Parameter packs get you close, but I'm afraid you need same-element requirements:

extension Collection {
  // error: Same-element requirements are not yet supported
  func asTuple<each T>() -> (repeat each T) where repeat each T == Element {
      var slice = self[...]
      return (repeat slice.removeFirst())
  }
}

You can see it kinda work if you supply that constraint externally (maybe there's a more elegant bodge than this):


extension Collection {
  func asTuple<each T>(_ types: repeat (each T).Type) -> (repeat each T) {
      var slice = self[...]
      return (repeat slice.removeFirst() as! each T)
  }
}


let (x,y,z) = [1,2,3].asTuple(Int.self,Int.self,Int.self)

print(x,y,z) // prints 1 2 3
4 Likes

That was about as far as I made it too. You can clean it up a bit by passing a tuple metatype rather than a tuple of metatypes, (i.e. (Int, Int, Int).self rather than Int.self, Int.self, Int.self), and with the following monstrosity it suffices to only pass the correct shape while also avoiding the force cast:

enum E<First, Second> {
    typealias First = First
    typealias Second = Second
}

extension Collection {
    func asTuple<each T>(_ s: (repeat each T).Type) -> (repeat E<Element, each T>.First) {
      var slice = self[...]
      return (repeat (slice.removeFirst(), (each T).self).0)
  }
}

let (x, y, z) = [1, 2, 3].asTuple((Any, Any, Any).self)

I wouldn't call this 'more elegant' by any means, though. :slight_smile:

1 Like

Sure, but I’ve rarely had the need to convert between arrays and tuples. I’m asking in case that your use case might have a different approach that doesn’t need a tuple — or perhaps does need a tuple but not an array — hence my request for more information.

"Why" is a valid question here. After a certain size tuples are impractical: we don't have some magic (Int*1234) to represent (Int, Int, .... 1234 Ints in total) so it won't be possible creating a large tuple statically (e.g. so it is allocated on the stack) and if you have to allocate it dynamically you could as well use a more convenient thing be it an array or just a block of dynamically allocated memory and treat that as a vector of N elements. And for short tuples it won't be a huge problem repeating a few "splats" as in above. There is no elegant solution but there is no need for it either.

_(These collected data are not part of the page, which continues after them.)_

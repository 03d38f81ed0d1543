//! Conference handlers - creation, update, lookup, and queries.

use chrono::NaiveDate;
use serde::{Deserialize, Serialize};
use sqlx::PgPool;
use summit_engine::{
    compile, filter::FilterSpec, Conference, ConferencePatch, FilterConfig, Key, Kind,
};

use crate::auth::AuthUser;
use crate::db;
use crate::error::{ApiError, Result};
use crate::tasks::{Task, TaskQueue};

/// Inbound conference fields.
#[derive(Debug, Default, Deserialize)]
#[serde(rename_all = "camelCase")]
pub struct ConferenceInput {
    pub name: Option<String>,
    pub description: Option<String>,
    #[serde(default)]
    pub topics: Vec<String>,
    pub city: Option<String>,
    pub start_date: Option<String>,
    pub end_date: Option<String>,
    pub max_attendees: Option<i32>,
}

/// Outbound conference representation.
#[derive(Debug, Serialize, Deserialize)]
#[serde(rename_all = "camelCase")]
pub struct ConferenceForm {
    pub websafe_key: String,
    pub name: String,
    pub description: Option<String>,
    pub organizer_user_id: String,
    pub organizer_display_name: String,
    pub topics: Vec<String>,
    pub city: String,
    pub start_date: Option<NaiveDate>,
    pub end_date: Option<NaiveDate>,
    pub month: i32,
    pub max_attendees: i32,
    pub seats_available: i32,
}

/// Batch query request: a list of filter tuples.
#[derive(Debug, Default, Deserialize)]
pub struct QueryForm {
    #[serde(default)]
    pub filters: Vec<FilterSpec>,
}

/// Single optional filter for the similar-conferences lookup.
#[derive(Debug, Default, Deserialize)]
#[serde(rename_all = "camelCase")]
pub struct SimilarForm {
    pub field: Option<String>,
    pub operator: Option<String>,
    pub value: Option<String>,
}

/// List wrapper for conference responses.
#[derive(Debug, Serialize, Deserialize)]
pub struct ConferenceForms {
    pub items: Vec<ConferenceForm>,
}

/// Parse a wire date. Longer timestamps are truncated to their date part.
pub fn parse_date(field: &str, value: Option<&str>) -> Result<Option<NaiveDate>> {
    let Some(value) = value else {
        return Ok(None);
    };
    let prefix: String = value.chars().take(10).collect();
    let date = NaiveDate::parse_from_str(&prefix, "%Y-%m-%d")
        .map_err(|_| ApiError::BadRequest(format!("invalid {field} '{value}'")))?;
    Ok(Some(date))
}

/// Decode a URL-safe conference key down to its numeric id.
pub fn conference_id(websafe_key: &str) -> Result<i64> {
    let key = Key::from_urlsafe_of(websafe_key, Kind::Conference)?;
    key.id
        .as_number()
        .ok_or_else(|| ApiError::NotFound(websafe_key.to_string()))
}

pub fn conference_to_form(conference: &Conference, organizer_display_name: &str) -> ConferenceForm {
    ConferenceForm {
        websafe_key: conference.key.urlsafe(),
        name: conference.name.clone(),
        description: conference.description.clone(),
        organizer_user_id: conference.organizer_user_id.clone(),
        organizer_display_name: organizer_display_name.to_string(),
        topics: conference.topics.clone(),
        city: conference.city.clone(),
        start_date: conference.start_date,
        end_date: conference.end_date,
        month: conference.month,
        max_attendees: conference.max_attendees,
        seats_available: conference.seats_available,
    }
}

/// Create a conference owned by the caller.
pub async fn handle_create(
    pool: &PgPool,
    tasks: &TaskQueue,
    auth: &AuthUser,
    input: ConferenceInput,
) -> Result<ConferenceForm> {
    let mut tx = pool.begin().await?;

    let profile = db::profiles::get_or_create(&mut tx, auth).await?;
    let id = db::conferences::allocate_id(&mut *tx).await?;

    let conference = Conference::builder()
        .name(input.name)
        .description(input.description)
        .topics(input.topics)
        .city(input.city)
        .start_date(parse_date("startDate", input.start_date.as_deref())?)
        .end_date(parse_date("endDate", input.end_date.as_deref())?)
        .max_attendees(input.max_attendees)
        .build(Key::conference(&auth.user_id, id), &auth.user_id)?;

    db::conferences::insert(&mut *tx, &conference).await?;
    tx.commit().await?;

    tasks.enqueue(Task::SendConfirmationEmail {
        email: profile.main_email.clone(),
        conference_name: conference.name.clone(),
    });

    Ok(conference_to_form(&conference, &profile.display_name))
}

/// Update a conference. Only the organizer may do this.
pub async fn handle_update(
    pool: &PgPool,
    auth: &AuthUser,
    websafe_key: &str,
    input: ConferenceInput,
) -> Result<ConferenceForm> {
    let id = conference_id(websafe_key)?;

    let mut tx = pool.begin().await?;

    let row = db::conferences::get_for_update(&mut *tx, id)
        .await?
        .ok_or_else(|| ApiError::NotFound(websafe_key.to_string()))?;
    let mut conference = row.to_conference()?;

    if conference.organizer_user_id != auth.user_id {
        return Err(ApiError::Forbidden(
            "Only the owner can update the conference.".into(),
        ));
    }

    let patch = ConferencePatch {
        name: input.name.filter(|n| !n.is_empty()),
        description: input.description,
        topics: (!input.topics.is_empty()).then_some(input.topics),
        city: input.city,
        start_date: parse_date("startDate", input.start_date.as_deref())?,
        end_date: parse_date("endDate", input.end_date.as_deref())?,
        max_attendees: input.max_attendees,
    };
    patch.apply(&mut conference);

    db::conferences::update(&mut *tx, &conference).await?;

    let display_name = db::profiles::get(&mut *tx, &auth.user_id)
        .await?
        .map(|p| p.display_name)
        .unwrap_or_default();

    tx.commit().await?;

    Ok(conference_to_form(&conference, &display_name))
}

/// Fetch one conference by its URL-safe key.
pub async fn handle_get(pool: &PgPool, websafe_key: &str) -> Result<ConferenceForm> {
    let id = conference_id(websafe_key)?;
    let row = db::conferences::get(pool, id)
        .await?
        .ok_or_else(|| ApiError::NotFound(websafe_key.to_string()))?;
    let conference = row.to_conference()?;

    let display_name = db::profiles::get(pool, &conference.organizer_user_id)
        .await?
        .map(|p| p.display_name)
        .unwrap_or_default();

    Ok(conference_to_form(&conference, &display_name))
}

/// All conferences the caller organizes.
pub async fn handle_created(pool: &PgPool, auth: &AuthUser) -> Result<ConferenceForms> {
    let mut conn = pool.acquire().await?;
    let profile = db::profiles::get_or_create(&mut conn, auth).await?;

    let rows = db::conferences::by_organizer(&mut *conn, &auth.user_id).await?;
    let mut items = Vec::with_capacity(rows.len());
    for row in rows {
        items.push(conference_to_form(
            &row.to_conference()?,
            &profile.display_name,
        ));
    }
    Ok(ConferenceForms { items })
}

/// Run a dynamically composed conference query.
pub async fn handle_query(pool: &PgPool, form: QueryForm) -> Result<ConferenceForms> {
    let config = FilterConfig::conferences();
    let plan = compile(&config, &form.filters)?;

    let rows = db::conferences::execute_plan(pool, &plan).await?;

    let organizer_ids: Vec<String> = rows
        .iter()
        .map(|row| row.organizer_user_id.clone())
        .collect();
    let names = db::profiles::display_names(pool, &organizer_ids).await?;

    let mut items = Vec::with_capacity(rows.len());
    for row in rows {
        let display_name = names
            .get(&row.organizer_user_id)
            .map(String::as_str)
            .unwrap_or_default();
        items.push(conference_to_form(&row.to_conference()?, display_name));
    }
    Ok(ConferenceForms { items })
}

/// Other conferences by the same organizer, optionally narrowed by a
/// single filter. The three filter parts come together or not at all.
pub async fn handle_similar(
    pool: &PgPool,
    websafe_key: &str,
    form: SimilarForm,
) -> Result<ConferenceForms> {
    let id = conference_id(websafe_key)?;
    let row = db::conferences::get(pool, id)
        .await?
        .ok_or_else(|| ApiError::NotFound(websafe_key.to_string()))?;

    let spec = FilterSpec::from_parts(form.field, form.operator, form.value)?;
    let clause = match spec {
        Some(spec) => {
            let config = FilterConfig::conferences();
            compile(&config, &[spec])?.clauses.pop()
        }
        None => None,
    };

    let rows = db::conferences::by_organizer_excluding(
        pool,
        &row.organizer_user_id,
        id,
        clause.as_ref(),
    )
    .await?;

    // Historical quirk kept for wire compatibility: this endpoint labels
    // the organizer with their email rather than their display name.
    let organizer_email = db::profiles::get(pool, &row.organizer_user_id)
        .await?
        .map(|p| p.main_email)
        .unwrap_or_default();

    let mut items = Vec::with_capacity(rows.len());
    for row in rows {
        items.push(conference_to_form(&row.to_conference()?, &organizer_email));
    }
    Ok(ConferenceForms { items })
}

If to add anything I'd first do the (T * N) as a shorthand tuple type notation, provided or providing the language would be comfortable handling large tuples (last time I checked the compilation time for a sample app that was using a large tuple with a few hundred elements was huge.

1 Like

A generic way without knowing the length would be very helpful for interfacing with C APIs, where variable length arrays are mapped to Swift tuples.

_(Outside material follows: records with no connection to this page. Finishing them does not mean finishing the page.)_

impl RequestOptions {
    /// Options sending `data` as the request body.
    pub fn data(data: Params) -> Self {
        Self {
            data: Some(data),
            ..Self::default()
        }
    }

    /// Sets the base URL override.
    pub fn with_api_base_url(mut self, api_base_url: impl Into<String>) -> Self {
        self.api_base_url = Some(api_base_url.into());
        self
    }

    /// Sets the timeout override.
    pub fn with_timeout(mut self, timeout: Duration) -> Self {
        self.timeout = Some(timeout);
        self
    }
}

impl From<Params> for RequestOptions {
    fn from(data: Params) -> Self {
        Self::data(data)
    }
}

/// WeChat Pay merchant API client.
///
/// Cheap to clone; clones share the underlying connection pool.
#[derive(Clone)]
pub struct WeChatPay {
    config: WeChatPayConfig,
    http_client: Client,
}

impl WeChatPay {
    /// Creates a client, loading the merchant certificate if one is configured.
    ///
    /// # Examples
    ///
    /// ```
    /// use wechatpay_rs::client::{WeChatPay, WeChatPayConfig};
    ///
    /// let pay = WeChatPay::new(WeChatPayConfig::new("wx2421b1c4370ec43b", "key", "10000100")).unwrap();
    /// assert_eq!(pay.config().mch_id, "10000100");
    /// ```
    pub fn new(config: WeChatPayConfig) -> Result<Self> {
        let http_client = build_http_client(&config)?;
        Ok(Self { config, http_client })
    }

    /// Creates a client that sends requests through a caller-built HTTP client.
    ///
    /// The configured certificate paths are not applied to `http_client`.
    pub fn with_client(config: WeChatPayConfig, http_client: Client) -> Self {
        Self { config, http_client }
    }

    /// Returns the configuration.
    pub fn config(&self) -> &WeChatPayConfig {
        &self.config
    }

    /// Order endpoints.
    pub fn order(&self) -> OrderApi<'_> {
        OrderApi::new(self)
    }

    /// Refund endpoints.
    pub fn refund(&self) -> RefundApi<'_> {
        RefundApi::new(self)
    }

    /// Cash red packet endpoints.
    pub fn redpack(&self) -> RedpackApi<'_> {
        RedpackApi::new(self)
    }

    /// Enterprise payment endpoints.
    pub fn transfer(&self) -> TransferApi<'_> {
        TransferApi::new(self)
    }

    /// Coupon endpoints.
    pub fn coupon(&self) -> CouponApi<'_> {
        CouponApi::new(self)
    }

    /// Miscellaneous tool endpoints.
    pub fn tools(&self) -> ToolsApi<'_> {
        ToolsApi::new(self)
    }

    /// Sends one request and validates the answer.
    ///
    /// `url_or_endpoint` is either a full `http(s)://` URL or an endpoint path that
    /// gets appended to the base URL. When `options.data` is set, request defaults are
    /// filled in (see [`WeChatPay::prepare_params`]) and the signed XML document becomes
    /// the body.
    ///
    /// # Errors
    ///
    /// * [`WeChatPayError::Http`] on network failure
    /// * [`WeChatPayError::HttpStatus`] on a non-2xx status
    /// * [`WeChatPayError::Payment`] when the gateway reports a failure
    ///
    /// A body that is not an `<xml>` document is returned as [`PayResponse::Raw`].
    pub async fn request(
        &self,
        method: Method,
        url_or_endpoint: &str,
        options: impl Into<RequestOptions>,
    ) -> Result<PayResponse> {
        let options = options.into();
        let url = self.resolve_url(url_or_endpoint, options.api_base_url.as_deref())?;

        let mut request = self.http_client.request(method.clone(), url.clone());
        if let Some(timeout) = options.timeout {
            request = request.timeout(timeout);
        }
        if let Some(data) = options.data {
            let params = self.prepare_params(data);
            let body = sign_and_encode(&params, &self.config.api_key, self.config.sign_type)?;
            request = request
                .header(CONTENT_TYPE, "text/xml; charset=utf-8")
                .body(body);
        }

        debug!(%method, %url, "sending WeChat Pay request");
        let response = request.send().await?;
        let status = response.status();
        let body = response.text().await?;
        debug!(%url, status = status.as_u16(), "received WeChat Pay response");

        if !status.is_success() {
            warn!(%url, status = status.as_u16(), "WeChat Pay returned HTTP error");
            return Err(WeChatPayError::HttpStatus {
                status: status.as_u16(),
                body,
            });
        }

        decode_and_validate(&body)
    }

    /// Convenience wrapper for GET requests.
    pub async fn get(&self, url: &str, options: impl Into<RequestOptions>) -> Result<PayResponse> {
        self.request(Method::GET, url, options).await
    }

    /// Convenience wrapper for POST requests.
    ///
    /// # Examples
    ///
    /// ```no_run
    /// use wechatpay_rs::client::{WeChatPay, WeChatPayConfig};
    /// use wechatpay_rs::types::Params;
    ///
    /// # async fn example() -> Result<(), Box<dyn std::error::Error>> {
    /// let pay = WeChatPay::new(WeChatPayConfig::new("wx2421b1c4370ec43b", "key", "10000100"))?;
    /// let params = Params::new()
    ///     .with("appid", "wx2421b1c4370ec43b")
    ///     .with("out_trade_no", "1217752501201407033233368018");
    ///
    /// let record = pay.post("pay/orderquery", params).await?.into_record()?;
    /// println!("trade_state: {:?}", record.get("trade_state"));
    /// # Ok(())
    /// # }
    /// ```
    pub async fn post(&self, url: &str, options: impl Into<RequestOptions>) -> Result<PayResponse> {
        self.request(Method::POST, url, options).await
    }

    /// Fills the defaults every request carries. Values already present win.
    ///
    /// * `mch_id`, unless the endpoint spells the merchant id `mchid`
    /// * `sub_mch_id`, when configured
    /// * `nonce_str`, 32 random alphanumeric characters
    /// * `sign_type`, when signing with HMAC-SHA256
    pub fn prepare_params(&self, mut params: Params) -> Params {
        // Enterprise payments name the merchant id `mchid`; sending both is rejected.
        if !params.contains_key("mchid") {
            params.set_default("mch_id", self.config.mch_id.as_str());
        }
        if let Some(sub_mch_id) = &self.config.sub_mch_id {
            params.set_default("sub_mch_id", sub_mch_id);
        }
        params.set_default("nonce_str", random_string(NONCE_LEN));
        if self.config.sign_type != SignType::Md5 {
            params.set_default("sign_type", self.config.sign_type.as_str());
        }
        params
    }

    /// Signs arbitrary pairs with the configured key and sign type.
    pub fn sign<'a, I, V>(&self, pairs: I) -> Result<String>
    where
        I: IntoIterator<Item = (&'a str, V)>,
        V: ToString,
    {
        calculate_signature(pairs, &self.config.api_key, self.config.sign_type)
    }

    /// Verifies the `sign` field of a record received from the gateway.
    ///
    /// The record's own `sign_type` field selects the scheme when present. A record
    /// naming a scheme this client does not know fails verification.
    pub fn check_signature(&self, record: &Record) -> Result<bool> {
        let sign_type = match record.get("sign_type") {
            Some(name) => match name.parse::<SignType>() {
                Ok(sign_type) => sign_type,
                Err(_) => {
                    warn!(sign_type = name, "unsupported sign type in record");
                    return Ok(false);
                }
            },
            None => self.config.sign_type,
        };
        crate::utils::check_signature(record, &self.config.api_key, sign_type)
    }

    /// Parses and authenticates a payment result notification.
    ///
    /// Returns the notification fields without `sign`.
    ///
    /// # Errors
    ///
    /// * [`WeChatPayError::InvalidPayload`] if the body is not an `<xml>` document
    /// * [`WeChatPayError::InvalidSignature`] if the signature does not match
    pub fn parse_payment_result(&self, xml: &str) -> Result<Record> {
        let mut record = from_xml(xml)?;
        if !self.check_signature(&record)? {
            warn!("payment notification signature mismatch");
            return Err(WeChatPayError::InvalidSignature);
        }
        record.remove("sign");
        Ok(record)
    }

    fn resolve_url(&self, url_or_endpoint: &str, api_base_url: Option<&str>) -> Result<Url> {
        if url_or_endpoint.starts_with("http://") || url_or_endpoint.starts_with("https://") {
            return Ok(Url::parse(url_or_endpoint)?);
        }
        let base = api_base_url.unwrap_or(&self.config.api_base_url);
        Ok(Url::parse(&format!("{}{}", base, url_or_endpoint))?)
    }
}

So far I don’t see any way to construct a tuple with runtime variable size. It seems you have to let the compiler know how big is the tuple size.

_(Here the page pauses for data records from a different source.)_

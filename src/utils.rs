//! Utility functions for WeChat Pay operations.
//!
//! This module provides request signing, nonce and trade number generation, and
//! timestamp helpers used throughout the library.

use crate::errors::{Result, WeChatPayError};
use crate::types::{Params, Record, SignType};
use crate::xml::to_xml;
use chrono::{Duration, NaiveDateTime, Utc};
use hmac::{Hmac, Mac};
use md5::{Digest, Md5};
use rand::distributions::Alphanumeric;
use rand::Rng;
use sha2::Sha256;

type HmacSha256 = Hmac<Sha256>;

/// Timestamp layout used by `time_start`, `time_expire` and generated trade numbers.
pub const TIME_FORMAT: &str = "%Y%m%d%H%M%S";

/// Builds the string that gets digested: `k1=v1&k2=v2&...&key=<api_key>`.
///
/// Pairs are sorted by key in byte order. Empty values and the `sign` field itself
/// are skipped.
///
/// # Examples
///
/// ```
/// use wechatpay_rs::utils::signing_string;
///
/// let s = signing_string(
///     [("total_fee", "100"), ("out_trade_no", "1001"), ("mch_id", "")],
///     "testkey",
/// );
/// assert_eq!(s, "out_trade_no=1001&total_fee=100&key=testkey");
/// ```
pub fn signing_string<'a, I, V>(pairs: I, api_key: &str) -> String
where
    I: IntoIterator<Item = (&'a str, V)>,
    V: ToString,
{
    let mut entries: Vec<(&str, String)> = pairs
        .into_iter()
        .filter(|(key, _)| *key != "sign")
        .map(|(key, value)| (key, value.to_string()))
        .filter(|(_, value)| !value.is_empty())
        .collect();
    entries.sort_by(|a, b| a.0.cmp(b.0));

    let mut out = String::new();
    for (key, value) in &entries {
        out.push_str(key);
        out.push('=');
        out.push_str(value);
        out.push('&');
    }
    out.push_str("key=");
    out.push_str(api_key);
    out
}

/// Computes the request signature: the uppercase hex digest of [`signing_string`].
///
/// The result does not depend on the iteration order of `pairs`.
///
/// # Examples
///
/// ```
/// use wechatpay_rs::types::SignType;
/// use wechatpay_rs::utils::calculate_signature;
///
/// let sign = calculate_signature([("out_trade_no", "1001")], "testkey", SignType::Md5).unwrap();
/// assert_eq!(sign.len(), 32);
/// assert_eq!(sign, sign.to_uppercase());
/// ```
pub fn calculate_signature<'a, I, V>(pairs: I, api_key: &str, sign_type: SignType) -> Result<String>
where
    I: IntoIterator<Item = (&'a str, V)>,
    V: ToString,
{
    if api_key.is_empty() {
        return Err(WeChatPayError::ConfigError("api_key is empty".to_string()));
    }

    let plain = signing_string(pairs, api_key);
    match sign_type {
        SignType::Md5 => Ok(hex::encode_upper(Md5::digest(plain.as_bytes()))),
        SignType::HmacSha256 => {
            let mut mac = HmacSha256::new_from_slice(api_key.as_bytes())
                .map_err(|e| WeChatPayError::ConfigError(e.to_string()))?;
            Mac::update(&mut mac, plain.as_bytes());
            Ok(hex::encode_upper(mac.finalize().into_bytes()))
        }
    }
}

/// Signs a parameter set and serializes it, signature included, as an `<xml>` document.
///
/// # Examples
///
/// ```
/// use wechatpay_rs::types::{Params, SignType};
/// use wechatpay_rs::utils::sign_and_encode;
///
/// let params = Params::new().with("out_trade_no", "1001").with("total_fee", 100);
/// let doc = sign_and_encode(&params, "testkey", SignType::Md5).unwrap();
/// assert!(doc.starts_with("<xml><out_trade_no>"));
/// assert!(doc.contains("<sign>"));
/// ```
pub fn sign_and_encode(params: &Params, api_key: &str, sign_type: SignType) -> Result<String> {
    let sign = calculate_signature(params.iter(), api_key, sign_type)?;
    to_xml(params, &sign)
}

/// Checks the `sign` field of a record against the signature of its other fields.
///
/// Returns `false` when the record carries no `sign` at all.
pub fn check_signature(record: &Record, api_key: &str, sign_type: SignType) -> Result<bool> {
    let Some(sign) = record.get("sign") else {
        return Ok(false);
    };
    let expected = calculate_signature(record.iter(), api_key, sign_type)?;
    Ok(constant_time_eq(expected.as_bytes(), sign.as_bytes()))
}

// Runs in time independent of where the inputs first differ.
fn constant_time_eq(a: &[u8], b: &[u8]) -> bool {
    if a.len() != b.len() {
        return false;
    }
    a.iter().zip(b).fold(0u8, |acc, (x, y)| acc | (x ^ y)) == 0
}

/// Generates a random alphanumeric string, used for `nonce_str`.
///
/// # Examples
///
/// ```
/// use wechatpay_rs::utils::random_string;
///
/// let nonce = random_string(32);
/// assert_eq!(nonce.len(), 32);
/// assert!(nonce.chars().all(|c| c.is_ascii_alphanumeric()));
/// ```
pub fn random_string(len: usize) -> String {
    rand::thread_rng()
        .sample_iter(&Alphanumeric)
        .take(len)
        .map(char::from)
        .collect()
}

/// Current wall-clock time in China Standard Time (UTC+8), the gateway's time zone.
pub fn china_now() -> NaiveDateTime {
    (Utc::now() + Duration::hours(8)).naive_utc()
}

/// Generates a merchant trade number: `<mch_id><yyyymmddHHMMSS><4 random digits>`.
///
/// # Examples
///
/// ```
/// use wechatpay_rs::utils::generate_trade_no;
///
/// let no = generate_trade_no("1900000109");
/// assert_eq!(no.len(), 10 + 14 + 4);
/// assert!(no.starts_with("1900000109"));
/// ```
pub fn generate_trade_no(mch_id: &str) -> String {
    let suffix: u16 = rand::thread_rng().gen_range(1000..10000);
    format!("{}{}{}", mch_id, china_now().format(TIME_FORMAT), suffix)
}

/// Gets the current Unix timestamp in seconds.
pub fn current_timestamp() -> i64 {
    Utc::now().timestamp()
}

#[cfg(test)]
mod tests {
    use super::*;
    use crate::xml::from_xml;

    #[test]
    fn test_scenario_signature() {
        let params = Params::new()
            .with("out_trade_no", "1001")
            .with("total_fee", "100")
            .with("mch_id", "");

        assert_eq!(
            signing_string(params.iter(), "testkey"),
            "out_trade_no=1001&total_fee=100&key=testkey"
        );

        let expected = hex::encode_upper(Md5::digest(b"out_trade_no=1001&total_fee=100&key=testkey"));
        let sign = calculate_signature(params.iter(), "testkey", SignType::Md5).unwrap();
        assert_eq!(sign, expected);
    }

    #[test]
    fn test_known_md5_vector() {
        // Example from the gateway's signing guide.
        let pairs = [
            ("appid", "wxd930ea5d5a258f4f"),
            ("mch_id", "10000100"),
            ("device_info", "1000"),
            ("body", "test"),
            ("nonce_str", "ibuaiVcKdpRxkhJA"),
        ];
        let sign = calculate_signature(pairs, "192006250b4c09247ec02edce69f6a2d", SignType::Md5).unwrap();
        assert_eq!(sign, "9A0A8659F005D6984697E2CA0A9CF3B7");
    }

    #[test]
    fn test_signature_independent_of_order() {
        let forward = [("a", "1"), ("b", "2"), ("c", "3")];
        let backward = [("c", "3"), ("b", "2"), ("a", "1")];
        assert_eq!(
            calculate_signature(forward, "k", SignType::Md5).unwrap(),
            calculate_signature(backward, "k", SignType::Md5).unwrap()
        );
    }

    #[test]
    fn test_empty_values_do_not_change_signature() {
        let with_empty = [("a", "1"), ("b", "")];
        let without = [("a", "1")];
        assert_eq!(
            calculate_signature(with_empty, "k", SignType::Md5).unwrap(),
            calculate_signature(without, "k", SignType::Md5).unwrap()
        );
    }

    #[test]
    fn test_hmac_sha256_signature() {
        let sign = calculate_signature([("a", "1")], "k", SignType::HmacSha256).unwrap();
        assert_eq!(sign.len(), 64);
        assert_eq!(sign, sign.to_uppercase());
        assert_ne!(sign, calculate_signature([("a", "1")], "k", SignType::Md5).unwrap());
    }

    #[test]
    fn test_empty_key_rejected() {
        let err = calculate_signature([("a", "1")], "", SignType::Md5).unwrap_err();
        assert!(matches!(err, WeChatPayError::ConfigError(_)));
    }

    #[test]
    fn test_sign_and_encode_then_check() {
        let params = Params::new()
            .with("appid", "wx2421b1c4370ec43b")
            .with("total_fee", 1)
            .with("body", "JSAPI test");

        let doc = sign_and_encode(&params, "secret", SignType::Md5).unwrap();
        let mut record = from_xml(&doc).unwrap();
        assert!(check_signature(&record, "secret", SignType::Md5).unwrap());
        assert!(!check_signature(&record, "other", SignType::Md5).unwrap());

        record.insert("total_fee", "2");
        assert!(!check_signature(&record, "secret", SignType::Md5).unwrap());

        record.remove("sign");
        assert!(!check_signature(&record, "secret", SignType::Md5).unwrap());
    }

    #[test]
    fn test_constant_time_eq() {
        assert!(constant_time_eq(b"9A0A8659", b"9A0A8659"));
        assert!(!constant_time_eq(b"9A0A8659", b"9A0A8658"));
        assert!(!constant_time_eq(b"9A0A8659", b"9A0A865"));
        assert!(!constant_time_eq(b"9A0A8659", b"9a0a8659"));
        assert!(constant_time_eq(b"", b""));
    }

    #[test]
    fn test_random_string() {
        let a = random_string(32);
        let b = random_string(32);
        assert_eq!(a.len(), 32);
        assert_ne!(a, b);
    }

    #[test]
    fn test_generate_trade_no() {
        let no = generate_trade_no("10000100");
        assert_eq!(no.len(), 8 + 14 + 4);
        assert!(no.chars().all(|c| c.is_ascii_digit()));
    }

    #[test]
    fn test_current_timestamp() {
        let ts = current_timestamp();
        assert!(ts > 1600000000); // After Sept 2020
    }
}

In that case I'd do something like this:

// using `in6_addr.init(_ string: String)` in this example
// from https://forums.swift.org/t/how-to-load-components-of-ipv4address/67739/5

var tuple = in6_addr("1:2:3:4:5:6:7:8").__u6_addr.__u6_addr8

var array = [UInt8](repeating: 0, count: MemoryLayout.size(ofValue: tuple))
withUnsafeBytes(of: &tuple) { tupleBuffer in
    array.withUnsafeMutableBytes { arrayBuffer in
        arrayBuffer.copyMemory(from: tupleBuffer)
    }
}
print(array) // [0, 1, 0, 2, 0, 3, 0, 4, 0, 5, 0, 6, 0, 7, 0, 8]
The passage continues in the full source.